Top of Excerpted data

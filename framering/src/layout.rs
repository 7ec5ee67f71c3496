//! Shared-region wire format.
//!
//! These `repr(C)` structures are the cross-process contract; an independent
//! consumer implementation must reproduce them byte for byte.
//!
//! ```text
//! ┌────────────────────────────────────────────────────────────────┐
//! │  RegionHeader (128 B, 64-byte aligned)                         │
//! │   version │ slot_count │ slots_offset │ slot_stride │ size     │
//! │   video descriptor │ write_index │ read_index │ counters       │
//! ├────────────────────────────────────────────────────────────────┤
//! │  FrameSlot[0]   (64 B record + inline payload capacity)        │
//! ├────────────────────────────────────────────────────────────────┤
//! │  FrameSlot[1]                                                  │
//! ├────────────────────────────────────────────────────────────────┤
//! │  ...                                                           │
//! ├────────────────────────────────────────────────────────────────┤
//! │  FrameSlot[slot_count - 1]                                     │
//! └────────────────────────────────────────────────────────────────┘
//! ```
//!
//! Indices are monotonic 64-bit counters, never reset; the physical slot of
//! index `i` is `i % slot_count`.

use serde::{Deserialize, Serialize};
use std::sync::atomic::{AtomicU32, AtomicU64};

/// Protocol version tag. ASCII "FRING" in the high bytes doubles as a magic
/// number; the low bytes carry the revision. Producer and consumer must match
/// bit for bit.
pub const PROTOCOL_VERSION: u64 = 0x4652_494E_4700_0001;

/// Slot array alignment; the header is padded out to this boundary.
pub const SLOT_ALIGN: u64 = 64;

/// Sentinel for an absent media timestamp.
pub const TIME_NONE: u64 = u64::MAX;

/// Opaque cross-process reference to a GPU-resident resource. The ring
/// stores, copies, and invalidates the bit pattern but never interprets it.
#[derive(Debug, Clone, Copy, PartialEq, Eq, Hash)]
pub struct ExternalHandle(pub u64);

impl ExternalHandle {
    pub const NULL: ExternalHandle = ExternalHandle(0);

    pub fn is_null(&self) -> bool {
        self.0 == 0
    }
}

/// Stream format, written once by the producer at region creation. The
/// consumer treats it as immutable.
#[repr(C)]
#[derive(Debug, Clone, Copy, Default, PartialEq, Eq, Serialize, Deserialize)]
pub struct VideoDescriptor {
    pub width: u32,
    pub height: u32,
    pub pixel_format: u32,
    pub fps_num: u32,
    pub fps_den: u32,
}

/// Per-frame metadata supplied by the producer. Timestamps are in
/// nanoseconds; `TIME_NONE` marks an absent value.
#[derive(Debug, Clone, Copy)]
pub struct FrameMetadata {
    pub decode_time: u64,
    pub presentation_time: u64,
    pub duration: u64,
    pub discontinuity: bool,
}

impl Default for FrameMetadata {
    fn default() -> Self {
        FrameMetadata {
            decode_time: TIME_NONE,
            presentation_time: TIME_NONE,
            duration: 0,
            discontinuity: false,
        }
    }
}

/// Ownership governor state. `Owned` means "still needed by the side that
/// has not yet consumed it". Transitions happen only under the region lock:
/// the producer performs `Free -> Owned` at publish; `Owned -> Free` is the
/// consumer's acknowledgement, or the producer's forced reclaim.
#[derive(Debug, Clone, Copy, PartialEq, Eq)]
#[repr(u32)]
pub enum SlotState {
    Free = 0,
    Owned = 1,
}

impl SlotState {
    pub(crate) fn from_raw(raw: u32) -> SlotState {
        match raw {
            1 => SlotState::Owned,
            _ => SlotState::Free,
        }
    }
}

#[repr(C, align(64))]
pub struct RegionHeader {
    pub(crate) version: AtomicU64,
    pub(crate) slot_count: u64,
    pub(crate) slots_offset: u64,
    pub(crate) slot_stride: u64,
    pub(crate) region_size: u64,
    pub(crate) video: VideoDescriptor,
    _reserved: u32,
    pub(crate) write_index: AtomicU64,
    pub(crate) read_index: AtomicU64,
    pub(crate) dropped_frames: AtomicU64,
    pub(crate) forced_reclaims: AtomicU64,
    pub(crate) stopped: AtomicU32,
    _tail: [u8; 28],
}

const _: () = assert!(std::mem::size_of::<RegionHeader>() == 128);
const _: () = assert!(std::mem::size_of::<RegionHeader>() as u64 % SLOT_ALIGN == 0);

impl RegionHeader {
    /// Static fields only; `version` starts at zero and is stored last by
    /// the creator so openers never observe a half-written header.
    pub(crate) fn new(
        slot_count: u64,
        slot_stride: u64,
        region_size: u64,
        video: VideoDescriptor,
    ) -> Self {
        RegionHeader {
            version: AtomicU64::new(0),
            slot_count,
            slots_offset: slots_offset(),
            slot_stride,
            region_size,
            video,
            _reserved: 0,
            write_index: AtomicU64::new(0),
            read_index: AtomicU64::new(0),
            dropped_frames: AtomicU64::new(0),
            forced_reclaims: AtomicU64::new(0),
            stopped: AtomicU32::new(0),
            _tail: [0; 28],
        }
    }
}

/// One ring position. Overwritten in place for the lifetime of the region;
/// only `ownership_state` and handle validity ever change meaning. An inline
/// payload area of fixed capacity follows the record within the slot stride.
#[repr(C)]
#[derive(Debug, Clone, Copy)]
pub struct FrameSlot {
    pub decode_time: u64,
    pub presentation_time: u64,
    pub duration: u64,
    pub discontinuity: u8,
    _pad: [u8; 7],
    pub payload_size: u64,
    pub external_handle: u64,
    pub sequence_number: u64,
    pub ownership_state: u32,
    _pad2: u32,
}

const _: () = assert!(std::mem::size_of::<FrameSlot>() == 64);

impl FrameSlot {
    pub fn state(&self) -> SlotState {
        SlotState::from_raw(self.ownership_state)
    }

    pub(crate) fn set_state(&mut self, state: SlotState) {
        self.ownership_state = state as u32;
    }
}

pub(crate) const fn align_up(value: u64, align: u64) -> u64 {
    (value + align - 1) & !(align - 1)
}

pub(crate) const fn slots_offset() -> u64 {
    std::mem::size_of::<RegionHeader>() as u64
}

pub(crate) const fn slot_stride(slot_capacity: u64) -> u64 {
    align_up(
        std::mem::size_of::<FrameSlot>() as u64 + slot_capacity,
        SLOT_ALIGN,
    )
}

pub(crate) const fn region_size(slot_count: u64, slot_capacity: u64) -> u64 {
    slots_offset() + slot_count * slot_stride(slot_capacity)
}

Bottom of Excerpted data

● **What is being asked**:
Print the listing once more, exactly as it stands above.

● **Task response**:
filename framering/src/layout.rs
repository 7ec5ee67f71c3496
//! Shared-region wire format.
//!
//! These `repr(C)` structures are the cross-process contract; an independent
//! consumer implementation must reproduce them byte for byte.
//!
//! ```text
//! ┌────────────────────────────────────────────────────────────────┐
//! │  RegionHeader (128 B, 64-byte aligned)                         │
//! │   version │ slot_count │ slots_offset │ slot_stride │ size     │
//! │   video descriptor │ write_index │ read_index │ counters       │
//! ├────────────────────────────────────────────────────────────────┤
//! │  FrameSlot[0]   (64 B record + inline payload capacity)        │
//! ├────────────────────────────────────────────────────────────────┤
//! │  FrameSlot[1]                                                  │
//! ├────────────────────────────────────────────────────────────────┤
//! │  ...                                                           │
//! ├────────────────────────────────────────────────────────────────┤
//! │  FrameSlot[slot_count - 1]                                     │
//! └────────────────────────────────────────────────────────────────┘
//! ```
//!
//! Indices are monotonic 64-bit counters, never reset; the physical slot of
//! index `i` is `i % slot_count`.

use serde::{Deserialize, Serialize};
use std::sync::atomic::{AtomicU32, AtomicU64};

/// Protocol version tag. ASCII "FRING" in the high bytes doubles as a magic
/// number; the low bytes carry the revision. Producer and consumer must match
/// bit for bit.
pub const PROTOCOL_VERSION: u64 = 0x4652_494E_4700_0001;

/// Slot array alignment; the header is padded out to this boundary.
pub const SLOT_ALIGN: u64 = 64;

/// Sentinel for an absent media timestamp.
pub const TIME_NONE: u64 = u64::MAX;

/// Opaque cross-process reference to a GPU-resident resource. The ring
/// stores, copies, and invalidates the bit pattern but never interprets it.
#[derive(Debug, Clone, Copy, PartialEq, Eq, Hash)]
pub struct ExternalHandle(pub u64);

impl ExternalHandle {
    pub const NULL: ExternalHandle = ExternalHandle(0);

    pub fn is_null(&self) -> bool {
        self.0 == 0
    }
}

/// Stream format, written once by the producer at region creation. The
/// consumer treats it as immutable.
#[repr(C)]
#[derive(Debug, Clone, Copy, Default, PartialEq, Eq, Serialize, Deserialize)]
pub struct VideoDescriptor {
    pub width: u32,
    pub height: u32,
    pub pixel_format: u32,
    pub fps_num: u32,
    pub fps_den: u32,
}

/// Per-frame metadata supplied by the producer. Timestamps are in
/// nanoseconds; `TIME_NONE` marks an absent value.
#[derive(Debug, Clone, Copy)]
pub struct FrameMetadata {
    pub decode_time: u64,
    pub presentation_time: u64,
    pub duration: u64,
    pub discontinuity: bool,
}

impl Default for FrameMetadata {
    fn default() -> Self {
        FrameMetadata {
            decode_time: TIME_NONE,
            presentation_time: TIME_NONE,
            duration: 0,
            discontinuity: false,
        }
    }
}

/// Ownership governor state. `Owned` means "still needed by the side that
/// has not yet consumed it". Transitions happen only under the region lock:
/// the producer performs `Free -> Owned` at publish; `Owned -> Free` is the
/// consumer's acknowledgement, or the producer's forced reclaim.
#[derive(Debug, Clone, Copy, PartialEq, Eq)]
#[repr(u32)]
pub enum SlotState {
    Free = 0,
    Owned = 1,
}

impl SlotState {
    pub(crate) fn from_raw(raw: u32) -> SlotState {
        match raw {
            1 => SlotState::Owned,
            _ => SlotState::Free,
        }
    }
}

#[repr(C, align(64))]
pub struct RegionHeader {
    pub(crate) version: AtomicU64,
    pub(crate) slot_count: u64,
    pub(crate) slots_offset: u64,
    pub(crate) slot_stride: u64,
    pub(crate) region_size: u64,
    pub(crate) video: VideoDescriptor,
    _reserved: u32,
    pub(crate) write_index: AtomicU64,
    pub(crate) read_index: AtomicU64,
    pub(crate) dropped_frames: AtomicU64,
    pub(crate) forced_reclaims: AtomicU64,
    pub(crate) stopped: AtomicU32,
    _tail: [u8; 28],
}

const _: () = assert!(std::mem::size_of::<RegionHeader>() == 128);
const _: () = assert!(std::mem::size_of::<RegionHeader>() as u64 % SLOT_ALIGN == 0);

impl RegionHeader {
    /// Static fields only; `version` starts at zero and is stored last by
    /// the creator so openers never observe a half-written header.
    pub(crate) fn new(
        slot_count: u64,
        slot_stride: u64,
        region_size: u64,
        video: VideoDescriptor,
    ) -> Self {
        RegionHeader {
            version: AtomicU64::new(0),
            slot_count,
            slots_offset: slots_offset(),
            slot_stride,
            region_size,
            video,
            _reserved: 0,
            write_index: AtomicU64::new(0),
            read_index: AtomicU64::new(0),
            dropped_frames: AtomicU64::new(0),
            forced_reclaims: AtomicU64::new(0),
            stopped: AtomicU32::new(0),
            _tail: [0; 28],
        }
    }
}

/// One ring position. Overwritten in place for the lifetime of the region;
/// only `ownership_state` and handle validity ever change meaning. An inline
/// payload area of fixed capacity follows the record within the slot stride.
#[repr(C)]
#[derive(Debug, Clone, Copy)]
pub struct FrameSlot {
    pub decode_time: u64,
    pub presentation_time: u64,
    pub duration: u64,
    pub discontinuity: u8,
    _pad: [u8; 7],
    pub payload_size: u64,
    pub external_handle: u64,
    pub sequence_number: u64,
    pub ownership_state: u32,
    _pad2: u32,
}

const _: () = assert!(std::mem::size_of::<FrameSlot>() == 64);

impl FrameSlot {
    pub fn state(&self) -> SlotState {
        SlotState::from_raw(self.ownership_state)
    }

    pub(crate) fn set_state(&mut self, state: SlotState) {
        self.ownership_state = state as u32;
    }
}

pub(crate) const fn align_up(value: u64, align: u64) -> u64 {
    (value + align - 1) & !(align - 1)
}

pub(crate) const fn slots_offset() -> u64 {
    std::mem::size_of::<RegionHeader>() as u64
}

pub(crate) const fn slot_stride(slot_capacity: u64) -> u64 {
    align_up(
        std::mem::size_of::<FrameSlot>() as u64 + slot_capacity,
        SLOT_ALIGN,
    )
}

pub(crate) const fn region_size(slot_count: u64, slot_capacity: u64) -> u64 {
    slots_offset() + slot_count * slot_stride(slot_capacity)
}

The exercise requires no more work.